Concert Three
6:30PM
'Felix Mendelssohn Bartholdy’s celebrated tenure as conductor and music director of the Gewandhaus Orchestra began in 1835. The composer’s Scottish Symphony and Violin Concerto were both premiered in the Gewandhaus and the Gewandhaus Orchestra’s sound identity is indelibly linked with the music of Mendelssohn. The Piano Sextet was composed when Mendelssohn was just 15 years old, one year before he completed his beloved String Octet.

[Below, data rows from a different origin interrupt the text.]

//! # Session entity and its durable store
//!
//! A [`Session`] is the authenticated identity the client holds for the current
//! browser profile: user id, display name, [`Role`] and the bearer token. Exactly one
//! session exists per origin at a time.
//!
//! ## Storage layout
//!
//! [`SessionStore`] writes two entries through any [`KeyValueStore`]:
//!
//! | Key | Value |
//! |-----|-------|
//! | [`USER_KEY`] (`"user"`) | JSON object `{ "id", "full_name", "user_type", "email"? }` ([`StoredUser`]) |
//! | [`TOKEN_KEY`] (`"token"`) | raw bearer token string |
//!
//! The session is valid only when both entries are present and the user entry
//! parses. Anything else (missing token, truncated JSON, wrong shape) loads as
//! "no session"; the damage is logged, never raised.

use serde::{Deserialize, Deserializer, Serialize};

use crate::kv::KeyValueStore;

/// Storage key of the serialized user object.
pub const USER_KEY: &str = "user";
/// Storage key of the raw bearer token.
pub const TOKEN_KEY: &str = "token";

/// Role of the signed-in user.
///
/// Unknown role strings are kept verbatim in [`Role::Other`] so a stored session
/// round-trips unchanged; role-gated pages treat them as unauthorized.
#[derive(Clone, Debug, PartialEq, Eq, Hash, Serialize, Deserialize)]
#[serde(from = "String", into = "String")]
pub enum Role {
    Doctor,
    Patient,
    Other(String),
}

impl Role {
    pub fn as_str(&self) -> &str {
        match self {
            Role::Doctor => "doctor",
            Role::Patient => "patient",
            Role::Other(other) => other,
        }
    }

    /// Whether this is one of the roles the client knows how to serve.
    pub fn is_known(&self) -> bool {
        !matches!(self, Role::Other(_))
    }

    /// Human-readable label used in greetings.
    pub fn label(&self) -> &str {
        match self {
            Role::Doctor => "Doctor",
            Role::Patient => "Patient",
            Role::Other(other) => other,
        }
    }
}

impl From<String> for Role {
    fn from(value: String) -> Self {
        match value.as_str() {
            "doctor" => Role::Doctor,
            "patient" => Role::Patient,
            _ => Role::Other(value),
        }
    }
}

impl From<&str> for Role {
    fn from(value: &str) -> Self {
        Role::from(value.to_string())
    }
}

impl From<Role> for String {
    fn from(role: Role) -> Self {
        role.as_str().to_string()
    }
}

impl std::fmt::Display for Role {
    fn fmt(&self, f: &mut std::fmt::Formatter<'_>) -> std::fmt::Result {
        f.write_str(self.as_str())
    }
}

/// User object as the API returns it and as it is persisted under [`USER_KEY`].
#[derive(Clone, Debug, PartialEq, Serialize, Deserialize)]
pub struct StoredUser {
    #[serde(deserialize_with = "string_or_number")]
    pub id: String,
    pub full_name: String,
    pub user_type: Role,
    #[serde(default, skip_serializing_if = "Option::is_none")]
    pub email: Option<String>,
}

/// The authenticated identity and credential held by the client.
#[derive(Clone, Debug, PartialEq, Eq)]
pub struct Session {
    pub user_id: String,
    pub full_name: String,
    pub role: Role,
    pub token: String,
}

impl Session {
    pub fn new(
        user_id: impl Into<String>,
        full_name: impl Into<String>,
        role: Role,
        token: impl Into<String>,
    ) -> Self {
        Self {
            user_id: user_id.into(),
            full_name: full_name.into(),
            role,
            token: token.into(),
        }
    }

    /// Build a session from the user object of a login/registration response.
    pub fn from_user(user: StoredUser, token: impl Into<String>) -> Self {
        Self {
            user_id: user.id,
            full_name: user.full_name,
            role: user.user_type,
            token: token.into(),
        }
    }

    fn to_stored_user(&self) -> StoredUser {
        StoredUser {
            id: self.user_id.clone(),
            full_name: self.full_name.clone(),
            user_type: self.role.clone(),
            email: None,
        }
    }
}

/// Durable store for the single per-origin [`Session`].
#[derive(Clone, Debug)]
pub struct SessionStore<S: KeyValueStore> {
    store: S,
}

impl<S: KeyValueStore> SessionStore<S> {
    pub fn new(store: S) -> Self {
        Self { store }
    }

    /// Underlying key-value backend.
    pub fn backend(&self) -> &S {
        &self.store
    }

    /// Persist the session, overwriting any previous one.
    ///
    /// The previous entries are removed first and the token is written last, so a
    /// write the backend drops leaves nothing that loads instead of a mixed session.
    pub async fn save(&self, session: &Session) {
        self.clear().await;
        match serde_json::to_string(&session.to_stored_user()) {
            Ok(json) => {
                self.store.set(USER_KEY, &json).await;
                self.store.set(TOKEN_KEY, &session.token).await;
            }
            Err(e) => tracing::warn!("Failed to serialize session: {}", e),
        }
    }

    /// Load the stored session; `None` when absent, cleared or malformed.
    pub async fn load(&self) -> Option<Session> {
        let token = self.store.get(TOKEN_KEY).await?;
        if token.trim().is_empty() {
            return None;
        }
        let raw = self.store.get(USER_KEY).await?;
        match serde_json::from_str::<StoredUser>(&raw) {
            Ok(user) => Some(Session::from_user(user, token)),
            Err(e) => {
                tracing::warn!("Ignoring malformed stored session: {}", e);
                None
            }
        }
    }

    /// Token of the stored session, if any.
    pub async fn token(&self) -> Option<String> {
        self.load().await.map(|s| s.token)
    }

    /// Remove every session entry. Idempotent.
    pub async fn clear(&self) {
        self.store.remove(USER_KEY).await;
        self.store.remove(TOKEN_KEY).await;
    }
}

fn string_or_number<'de, D>(deserializer: D) -> Result<String, D::Error>
where
    D: Deserializer<'de>,
{
    match serde_json::Value::deserialize(deserializer)? {
        serde_json::Value::String(s) => Ok(s),
        serde_json::Value::Number(n) => Ok(n.to_string()),
        other => Err(serde::de::Error::custom(format!(
            "expected string or number id, got {other}"
        ))),
    }
}

#[cfg(test)]
mod tests {
    use super::*;
    use crate::MemoryStore;

    fn ana() -> Session {
        Session::new("1", "Ana", Role::Doctor, "T")
    }

    #[tokio::test]
    async fn test_save_then_load_roundtrip() {
        let sessions = SessionStore::new(MemoryStore::new());
        assert!(sessions.load().await.is_none());

        sessions.save(&ana()).await;
        assert_eq!(sessions.load().await, Some(ana()));
        assert_eq!(sessions.token().await.as_deref(), Some("T"));
    }

    #[tokio::test]
    async fn test_save_overwrites_previous_session() {
        let sessions = SessionStore::new(MemoryStore::new());
        sessions.save(&ana()).await;

        let luis = Session::new("2", "Luis", Role::Patient, "U");
        sessions.save(&luis).await;
        assert_eq!(sessions.load().await, Some(luis));
    }

    /// Backend that silently drops writes to one key.
    #[derive(Clone)]
    struct DroppingStore {
        inner: MemoryStore,
        dropped: &'static str,
    }

    impl KeyValueStore for DroppingStore {
        async fn get(&self, key: &str) -> Option<String> {
            self.inner.get(key).await
        }

        async fn set(&self, key: &str, value: &str) {
            if key != self.dropped {
                self.inner.set(key, value).await;
            }
        }

        async fn remove(&self, key: &str) {
            self.inner.remove(key).await;
        }
    }

    #[tokio::test]
    async fn test_dropped_write_never_mixes_two_sessions() {
        for dropped in [TOKEN_KEY, USER_KEY] {
            let inner = MemoryStore::new();
            SessionStore::new(inner.clone()).save(&ana()).await;

            let sessions = SessionStore::new(DroppingStore {
                inner: inner.clone(),
                dropped,
            });
            sessions
                .save(&Session::new("2", "Luis", Role::Patient, "TB"))
                .await;

            assert!(sessions.load().await.is_none(), "dropped {dropped}");
            assert!(sessions.token().await.is_none());
        }
    }

    #[tokio::test]
    async fn test_clear_is_idempotent() {
        let backend = MemoryStore::new();
        let sessions = SessionStore::new(backend.clone());
        sessions.save(&ana()).await;

        sessions.clear().await;
        assert!(sessions.load().await.is_none());
        assert!(backend.is_empty());

        sessions.clear().await;
        assert!(sessions.load().await.is_none());
    }

    #[tokio::test]
    async fn test_layout_matches_two_entries() {
        let backend = MemoryStore::new();
        SessionStore::new(backend.clone()).save(&ana()).await;

        assert_eq!(backend.get(TOKEN_KEY).await.as_deref(), Some("T"));
        let user: serde_json::Value =
            serde_json::from_str(&backend.get(USER_KEY).await.unwrap()).unwrap();
        assert_eq!(user["id"], "1");
        assert_eq!(user["full_name"], "Ana");
        assert_eq!(user["user_type"], "doctor");
    }

    #[tokio::test]
    async fn test_malformed_user_loads_as_absent() {
        let backend = MemoryStore::new();
        backend.set(TOKEN_KEY, "T").await;
        backend.set(USER_KEY, "{not json").await;

        let sessions = SessionStore::new(backend.clone());
        assert!(sessions.load().await.is_none());

        backend.set(USER_KEY, r#"{"id": "1"}"#).await;
        assert!(sessions.load().await.is_none());
    }

    #[tokio::test]
    async fn test_missing_token_loads_as_absent() {
        let backend = MemoryStore::new();
        backend
            .set(USER_KEY, r#"{"id":"1","full_name":"Ana","user_type":"doctor"}"#)
            .await;
        assert!(SessionStore::new(backend.clone()).load().await.is_none());

        backend.set(TOKEN_KEY, "  ").await;
        assert!(SessionStore::new(backend).load().await.is_none());
    }

    #[tokio::test]
    async fn test_unknown_role_is_preserved() {
        let backend = MemoryStore::new();
        backend.set(TOKEN_KEY, "T").await;
        backend
            .set(USER_KEY, r#"{"id":7,"full_name":"Root","user_type":"admin"}"#)
            .await;

        let session = SessionStore::new(backend).load().await.unwrap();
        assert_eq!(session.user_id, "7");
        assert_eq!(session.role, Role::Other("admin".to_string()));
        assert!(!session.role.is_known());
    }

    #[test]
    fn test_role_strings() {
        assert_eq!(Role::from("doctor"), Role::Doctor);
        assert_eq!(Role::from("patient"), Role::Patient);
        assert_eq!(Role::Doctor.to_string(), "doctor");
        assert_eq!(Role::Patient.label(), "Patient");
        assert_eq!(String::from(Role::Other("nurse".into())), "nurse");
    }
}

In singling out which composers had influenced him, Czech composer Antonín Dvořák recalled mainly German names, including Felix Mendelssohn. He composed his Serenade for Winds, Cello and Double Bass in 1878, having been impressed by a performance of Mozart’s Wind Serenade in Vienna. The work was also undoubtedly influenced by the two Serenades of Johannes Brahms, the first of which was composed twenty years before Dvořák’s Serenade and just after Brahms had suffered the humiliation of the first performance in Leipzig of his Piano Concerto No. 1 being jeered off stage.'
– Tahlia Petrosian, Curator
Yun-Jin Cho
Violin
Karl Heinrich Niebuhr
Violin
Tahlia Petrosian
Curator and Viola
Axel von Huene
Cello
Burak Marlali
Double Bass
Edgar Hesske
Clarinet
Axel Benoit
Bassoon
Simen Fegran
Horn
PROGRAM
Felix Mendelssohn
Piano Sextet in D, Op. 110 (30′)
Antonín Dvořák
Serenade for Winds in D minor, Op. 44 (25′)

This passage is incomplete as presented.